The office’s juvenile diversion program is funded in-house, but she said money for the adult diversion program comes from the state’s marijuana cash fund and the judicial branch. 

McCann added the office has applied for money for its diversion programs from Caring 4 Denver, a 0.25% city sales tax increase approved in 2018  intended to fund mental health and substance abuse treatment,  including in its intersection with the criminal justice system. 

She said she knows the 2nd Judicial District is lucky to have Caring 4 Denver as a potential funding source, since rural jurisdictions tend to rely even more heavily on state grant funding for their diversion programs. 

The 20th Judicial District covering Boulder County isn’t facing furloughs or layoffs for 2020, according to DA Michael Dougherty, but he said as the full economic fallout of the coronavirus unfolds for counties in the next few years, he’ll fight “tooth and nail” to minimize the impact on his staff. 

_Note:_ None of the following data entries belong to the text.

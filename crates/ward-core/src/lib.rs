pub mod action;
pub mod attribute;
pub mod automation;
pub mod cluster;
pub mod collaborators;
pub mod config;
pub mod engine;
pub mod error;
pub mod node;
mod pool;
pub mod scheduler;
pub mod store;
pub mod strategy;

#[cfg(any(test, feature = "testing"))]
pub mod testing;

pub use error::{Result, WardError};
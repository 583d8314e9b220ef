use std::collections::{BTreeMap, BTreeSet};

use crate::collaborators::ShardReplicas;

/// For each candidate node, the nodes that must not be acted on at the
/// same time: itself plus every node it shares a shard replica set with.
///
/// Covers are symmetric between candidates and always reflexive. They are
/// computed once per scheduling run.
#[derive(Debug, Clone, Default, PartialEq, Eq)]
pub struct DependencyGraph {
    covers: BTreeMap<String, BTreeSet<String>>,
}

impl DependencyGraph {
    /// Build covers for `nodes` from the replica set of every shard.
    pub fn from_replica_sets<S: AsRef<[String]>>(nodes: &[String], replica_sets: &[S]) -> Self {
        let mut covers: BTreeMap<String, BTreeSet<String>> = nodes
            .iter()
            .map(|n| (n.clone(), BTreeSet::from([n.clone()])))
            .collect();
        for set in replica_sets {
            let set = set.as_ref();
            for replica in set {
                if let Some(cover) = covers.get_mut(replica) {
                    cover.extend(set.iter().cloned());
                }
            }
        }
        Self { covers }
    }

    pub fn from_shards(nodes: &[String], shards: &[ShardReplicas]) -> Self {
        let sets: Vec<&[String]> = shards.iter().map(|s| s.replicas.as_slice()).collect();
        Self::from_replica_sets(nodes, &sets)
    }

    pub fn cover(&self, node: &str) -> Option<&BTreeSet<String>> {
        self.covers.get(node)
    }

    pub fn nodes(&self) -> impl Iterator<Item = &String> {
        self.covers.keys()
    }

    pub fn len(&self) -> usize {
        self.covers.len()
    }

    pub fn is_empty(&self) -> bool {
        self.covers.is_empty()
    }

    /// True when `a` and `b` hold replicas of a common shard.
    pub fn linked(&self, a: &str, b: &str) -> bool {
        self.cover(a).is_some_and(|c| c.contains(b))
    }

    /// `remaining` sorted by ascending cover size, ties broken by id.
    pub fn admission_order(&self, remaining: &BTreeSet<String>) -> Vec<String> {
        let mut order: Vec<&String> = remaining.iter().collect();
        // BTreeSet iteration is already lexical; a stable sort keeps it as
        // the tie-break.
        order.sort_by_key(|n| self.cover(n).map_or(1, BTreeSet::len));
        order.into_iter().cloned().collect()
    }
}

#[cfg(test)]
mod tests {
    use super::*;

    fn ids(v: &[&str]) -> Vec<String> {
        v.iter().map(|s| s.to_string()).collect()
    }

    fn six_node_graph() -> DependencyGraph {
        DependencyGraph::from_replica_sets(
            &ids(&["0", "1", "2", "3", "4", "5"]),
            &[ids(&["0", "1", "3"]), ids(&["1", "2", "4"]), ids(&["3", "4", "5"])],
        )
    }

    #[test]
    fn covers_are_reflexive_and_symmetric() {
        let g = six_node_graph();
        for a in g.nodes() {
            assert!(g.linked(a, a));
            for b in g.nodes() {
                assert_eq!(g.linked(a, b), g.linked(b, a), "{a} <-> {b}");
            }
        }
        assert_eq!(g.cover("0").unwrap(), &BTreeSet::from(["0", "1", "3"].map(String::from)));
        assert_eq!(g.cover("1").unwrap().len(), 5);
        assert!(!g.linked("0", "2"));
        assert!(!g.linked("2", "5"));
    }

    #[test]
    fn isolated_nodes_cover_only_themselves() {
        let g = DependencyGraph::from_replica_sets::<Vec<String>>(&ids(&["a", "b"]), &[]);
        assert_eq!(g.cover("a").unwrap().len(), 1);
        assert!(!g.linked("a", "b"));
    }

    #[test]
    fn replicas_outside_the_batch_still_count_in_covers() {
        let g = DependencyGraph::from_replica_sets(&ids(&["a"]), &[ids(&["a", "z"])]);
        assert!(g.cover("a").unwrap().contains("z"));
        assert!(g.cover("z").is_none());
    }

    #[test]
    fn admission_order_is_smallest_cover_then_lexical() {
        let g = six_node_graph();
        let remaining: BTreeSet<String> = g.nodes().cloned().collect();
        assert_eq!(g.admission_order(&remaining), ids(&["0", "2", "5", "1", "3", "4"]));
    }
}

Dougherty said he’s worried about the implications of cuts to training budgets for district attorney offices, since the state funds that piece of prosecution. Dougherty said training matters because of the responsibility prosecutors hold, given the power they have over people that come through the court system. 

“If you ask anybody, just the average person, what are you concerned about when it comes to prosecutors? The response is going to be that they’re doing the right thing,” he said. 

“And part of that is not just having the best intentions, it’s having the best training.”